Data Retention Policy
Data Retention Policy allows admins to purge data from Collibra Data Quality & Observability based on time- or size-based policies in both single- and multi-tenant environments.
- By Size
- By Time
| Option | Description |
|---|---|
| Row Count Threshold | The minimum number of rows in the data_preview table for the system to consider purging data from it. |
| Runs Threshold | The minimum number of DQ Job runs of a given dataset that exceeds the Rows Per Dataset and Row Count Threshold minimum requirements for the system to consider purging data from it. |
| Rows Per Dataset | The minimum number of rows of a dataset that exceeds the Runs Threshold and Row Count Threshold minimum requirements for the system to consider purging data from it. |
| Option | Description |
|---|---|
| Retention by Fields |
Options include:
|
| Retention Days | The number of days data is retained before being automatically purged. |
What is purged?
When data is purged from Collibra Data Quality & Observability, data from each dataset included in the purge is cleared on a rolling basis. When a dataset is cleaned as part of this process, the following tables are purged from the Metastore.
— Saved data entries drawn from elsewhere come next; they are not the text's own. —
//! Configuration file management
//!
//! Reads weld's TOML configuration from a project or user location and
//! resolves each setting against command-line flags and the environment.
//! Precedence is always: flag, then environment, then file, then default.

use anyhow::{Context, Result};
use serde::{Deserialize, Serialize};
use std::env;
use std::fs;
use std::path::{Path, PathBuf};

/// Name of the project-local configuration file
pub const LOCAL_CONFIG: &str = ".weld.toml";

/// Default build directory, relative to the working directory
pub const DEFAULT_BUILD_DIR: &str = "build";

/// Application configuration loaded from TOML files
#[derive(Debug, Clone, Deserialize, Serialize, Default, PartialEq, Eq)]
#[serde(deny_unknown_fields)]
pub struct Config {
    /// Build directory holding workspaces, objects and logs
    #[serde(default)]
    pub build_dir: Option<String>,

    /// Include directories added to every build
    #[serde(default)]
    pub include_dirs: Vec<String>,

    /// Library directories added to every build
    #[serde(default)]
    pub library_dirs: Vec<String>,

    /// Libraries linked into every build
    #[serde(default)]
    pub libraries: Vec<String>,

    /// Whether to reuse up-to-date artifacts (default true)
    #[serde(default)]
    pub cache: Option<bool>,

    /// C++ compiler to invoke
    #[serde(default)]
    pub compiler: Option<String>,
}

impl Config {
    /// Load configuration from TOML files.
    /// Priority: ./.weld.toml -> ~/.config/weld/config.toml
    ///
    /// # Errors
    ///
    /// Returns an error if an existing config file cannot be parsed.
    pub fn load() -> Result<Self> {
        Self::load_with_options(None, false)
    }

    /// Load configuration with custom options.
    ///
    /// # Arguments
    /// * `custom_path` - Optional custom path to config file (overrides defaults)
    /// * `skip_rc` - If true, skip loading config files (return default config)
    ///
    /// # Errors
    ///
    /// Returns an error if config file reading or parsing fails.
    pub fn load_with_options(custom_path: Option<&Path>, skip_rc: bool) -> Result<Self> {
        if skip_rc {
            return Ok(Self::default());
        }

        if let Some(path) = custom_path {
            return Self::load_from(path);
        }

        let local = Path::new(LOCAL_CONFIG);
        if local.is_file() {
            return Self::load_from(local);
        }

        if let Some(config_dir) = Self::user_config_dir() {
            let config_path = config_dir.join("config.toml");
            if config_path.is_file() {
                return Self::load_from(&config_path);
            }
        }

        Ok(Self::default())
    }

    fn load_from<P: AsRef<Path>>(path: P) -> Result<Self> {
        let path = path.as_ref();
        let contents = fs::read_to_string(path)
            .with_context(|| format!("Failed to read config file {}", path.display()))?;
        toml::from_str(&contents)
            .with_context(|| format!("Failed to parse config file {}", path.display()))
    }

    fn user_config_dir() -> Option<PathBuf> {
        // Check XDG_CONFIG_HOME first
        if let Ok(xdg_config) = env::var("XDG_CONFIG_HOME") {
            return Some(PathBuf::from(xdg_config).join("weld"));
        }

        // Fall back to ~/.config/weld
        dirs::home_dir().map(|home| home.join(".config").join("weld"))
    }
}

/// Resolve the build directory: flag -> `WELD_BUILD_DIR` -> config -> `build`.
#[must_use]
pub fn build_dir(flag: Option<&Path>, config: &Config) -> PathBuf {
    if let Some(dir) = flag {
        return dir.to_path_buf();
    }

    if let Some(dir) = crate::env_vars::weld_build_dir() {
        return PathBuf::from(dir);
    }

    config
        .build_dir
        .as_deref()
        .map_or_else(|| PathBuf::from(DEFAULT_BUILD_DIR), PathBuf::from)
}

/// Resolve whether the cache is on: `--no-cache` -> `WELD_NO_CACHE` -> config.
#[must_use]
pub fn cache_enabled(no_cache_flag: bool, config: &Config) -> bool {
    if no_cache_flag || crate::env_vars::weld_no_cache() {
        return false;
    }
    config.cache.unwrap_or(true)
}

/// Resolve the compiler: `CXX` -> config. `None` means the platform default.
#[must_use]
pub fn compiler(config: &Config) -> Option<String> {
    crate::env_vars::cxx().or_else(|| config.compiler.clone())
}

/// Flag values first, then configured values not already present
#[must_use]
pub fn merge_list<T: Clone + PartialEq>(flags: &[T], configured: &[T]) -> Vec<T> {
    let mut merged = flags.to_vec();
    for item in configured {
        if !merged.contains(item) {
            merged.push(item.clone());
        }
    }
    merged
}
//! Scan command
//!
//! Print the descriptors recovered from source files, without compiling

use anyhow::{Context, Result};
use std::fmt::Write as _;
use std::fs;
use std::path::PathBuf;
use weld::descriptor::{ModuleDescriptor, SlotCategory};
use weld::{Diagnostic, assemble_source};

/// Describe one assembled module, one declaration per line
pub(crate) fn describe(module: &ModuleDescriptor) -> String {
    let mut out = String::new();

    for typ in module.types.values() {
        let _ = writeln!(out, "type {} (line {})", typ.name, typ.line);

        for method in typ.methods.values() {
            let _ = writeln!(
                out,
                "  method {} -> {} [{}]",
                method.name,
                method.function,
                method.convention.flag()
            );
        }

        for property in typ.properties.values() {
            let _ = writeln!(
                out,
                "  property {} get={} set={}",
                property.name,
                property.getter.as_deref().unwrap_or("-"),
                property.setter.as_deref().unwrap_or("-")
            );
        }

        for category in SlotCategory::ALL {
            for (spec, function) in category.layout().iter().zip(typ.slots.category(category)) {
                if let (Some(spec), Some(function)) = (spec, function) {
                    let _ = writeln!(
                        out,
                        "  slot {}_{} -> {function}",
                        category.prefix(),
                        spec.name
                    );
                }
            }
        }
    }

    for function in module.functions.values() {
        let _ = writeln!(
            out,
            "function {} -> {} [{}]",
            function.name,
            function.function,
            function.convention.flag()
        );
    }

    out
}

fn describe_diagnostics(diagnostics: &[Diagnostic]) -> String {
    diagnostics
        .iter()
        .map(|diagnostic| format!("{diagnostic}\n"))
        .collect()
}

/// Print the recovered declarations and diagnostics of each file
pub(crate) fn run(files: &[PathBuf], name: &str) -> Result<()> {
    for (index, file) in files.iter().enumerate() {
        let text = fs::read_to_string(file)
            .with_context(|| format!("Failed to read {}", file.display()))?;
        let assembly = assemble_source(name, &text);

        if index > 0 {
            println!();
        }
        println!("==> {} <==", file.display());
        print!("{}", describe(&assembly.module));
        if assembly.module.is_empty() {
            println!("(no declarations)");
        }
        eprint!("{}", describe_diagnostics(&assembly.diagnostics));
    }

    Ok(())
}
//! Build directory layout.
//!
//! ```text
//! <build_dir>/
//!   <module>.log              append-only build log
//!   <module>.link             link output before it is moved into place
//!   temp/<module>/            workspace, wiped on every rebuild
//!     cache.json              cache entry
//!     source.cpp              inline source
//!     __module__.cpp          module unit
//!     gen/<key>               fragment + generated tables
//!   obj/<module>/             objects, kept across rebuilds
//!     __module__.cpp.o        from workspace files
//!     files/<key>.o           from the caller's files
//! ```
//!
//! Workspace files and the caller's files live in separate namespaces, so
//! no input file name can clash with the module unit.

use crate::platform;
use std::ffi::OsString;
use std::path::{Component, Path, PathBuf};

/// File name of the generated module unit
pub const MODULE_UNIT: &str = "__module__.cpp";

/// Default artifact path for a module: its name plus the platform suffix.
#[must_use]
pub fn default_output(module: &str) -> PathBuf {
    PathBuf::from(format!("{module}{}", platform::extension_suffix()))
}

/// Map any path to a relative key that stays inside a parent directory.
/// Root and prefix components are dropped and `..` becomes `__`.
#[must_use]
pub fn relative_key(path: &Path) -> PathBuf {
    path.components()
        .filter_map(|component| match component {
            Component::Normal(part) => Some(part.to_os_string()),
            Component::ParentDir => Some(OsString::from("__")),
            Component::RootDir | Component::Prefix(_) | Component::CurDir => None,
        })
        .collect()
}

/// Paths used while building one module
#[derive(Debug, Clone, PartialEq, Eq)]
pub struct BuildLayout {
    build_dir: PathBuf,
    module: String,
}

impl BuildLayout {
    #[must_use]
    pub fn new(build_dir: impl Into<PathBuf>, module: impl Into<String>) -> Self {
        Self {
            build_dir: build_dir.into(),
            module: module.into(),
        }
    }

    #[must_use]
    pub fn build_dir(&self) -> &Path {
        &self.build_dir
    }

    /// Per-module workspace, owned by the pipeline during a build
    #[must_use]
    pub fn workspace(&self) -> PathBuf {
        self.build_dir.join("temp").join(&self.module)
    }

    #[must_use]
    pub fn objects_dir(&self) -> PathBuf {
        self.build_dir.join("obj").join(&self.module)
    }

    #[must_use]
    pub fn log_file(&self) -> PathBuf {
        self.build_dir.join(format!("{}.log", self.module))
    }

    #[must_use]
    pub fn link_output(&self) -> PathBuf {
        self.build_dir.join(format!("{}.link", self.module))
    }

    #[must_use]
    pub fn cache_entry(&self) -> PathBuf {
        self.workspace().join("cache.json")
    }

    #[must_use]
    pub fn inline_source(&self) -> PathBuf {
        self.workspace().join("source.cpp")
    }

    #[must_use]
    pub fn module_unit(&self) -> PathBuf {
        self.workspace().join(MODULE_UNIT)
    }

    /// Path of `source` relative to the workspace, if it lives there
    fn workspace_key(&self, source: &Path) -> Option<PathBuf> {
        source
            .strip_prefix(self.workspace())
            .ok()
            .map(relative_key)
    }

    /// Where the rendered form of a preprocessed file is written
    #[must_use]
    pub fn generated(&self, source: &Path) -> PathBuf {
        let key = self
            .workspace_key(source)
            .unwrap_or_else(|| relative_key(source));
        self.workspace().join("gen").join(key)
    }

    /// Object file compiled from `source`
    #[must_use]
    pub fn object(&self, source: &Path) -> PathBuf {
        let objects = self.objects_dir();
        let path = self.workspace_key(source).map_or_else(
            || objects.join("files").join(relative_key(source)),
            |key| objects.join(key),
        );
        let mut name = path.into_os_string();
        name.push(platform::object_suffix());
        PathBuf::from(name)
    }
}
| Table | Table description | Data |
|---|---|---|
| Shared by many activities | ||
|
data_preview
|
The drill-in records for rules, outliers, shapes, and so on. | dataset and runId |
|
observation
|
The type of finding discovered during a DQ Job run. | dataset and runId |
| Profile | ||
|
dataset_scan
|
The findings scores and pass and fail information for a given DQ Job run. | dataset and runId |
|
dataset_field
|
The profiling stats relative to any given column for a database table scan. | dataset and runId |
|
dataset_field_value
|
The top and bottom N values of a dataset, including the unique count. | dataset and runId |
|
datashape
|
The data shape format, associated linkID, and assignments. | dataset and runId |
| Dataset Histogram | ||
|
dataset_hist
|
The historical job run values, including the averages, medians, and quartile information for a given dataset. | dataset and runId |
| Dataset Correlation | ||
|
dataset_corr
|
The correlation data between columns. | dataset and runId |
| Behavior | ||
|
behavior
|
The profile data observed during a DQ Job run, including min, max, and stats relative to a given column. | dataset and runId |
|
item_label
|
The status of a behavioral observation, for example, Validate, Invalidate, and Resolve. | dataset and runId |
| Rules | ||
|
rule_breaks
|
The rule breaks and link IDs for a given dataset and DQ Job run. | dataset and runId |
|
rule_output
|
The results of a rule observed during a DQ Job run. | dataset and runId |
| Outliers | ||
|
outlier
|
The outlier column, type, value, confidence score, associated link ID, and assignments. | dataset, runId, and true |
| Validate Source | ||
|
validate_source
|
The source dataset and its associated observation types and counts related to validate source correlation. | dataset and runId |
|
dataset_schema_source
|
The schema differences between source and target datasets observed during a DQ Job run. | dataset and runId |
| Other | ||
|
alert_output
|
The contents of the alert email that send when the required conditions are met to trigger an alert during a DQ Job run. | dataset and runId |
|
dataset_activity
|
A rollup of all the aggregate stats for a given DQ Job run, including the time it takes to run per activity. | dataset and runId |
|
hint
|
The DQ Job activity stages and the stage details that populate on the Job log. For example, LOAD - 15520 rows loaded to Historical dataframe. | dataset and runId |
|
dq_inbox
|
All processed findings with rank values to help calculate the final impact to the DQ Job score. | dataset and runId |
Additionally, the following dataset run data is included in the purge:
| Element | Description | Data |
|---|---|---|
| Dataset | Any dataset containing data flagged as sensitive. | String dataset, Date runId, dataset, runId, and "admin" |
| PII | Personally identifiable information observed in datasets during DQ Job runs. | String dataset, String colName, dataset, and colName |
| MNPI | Material nonpublic information observed in datasets during DQ Job runs. | String dataset, String colName, dataset, and colName |
After a data purge, dataset and runId details are included in the Security Audit.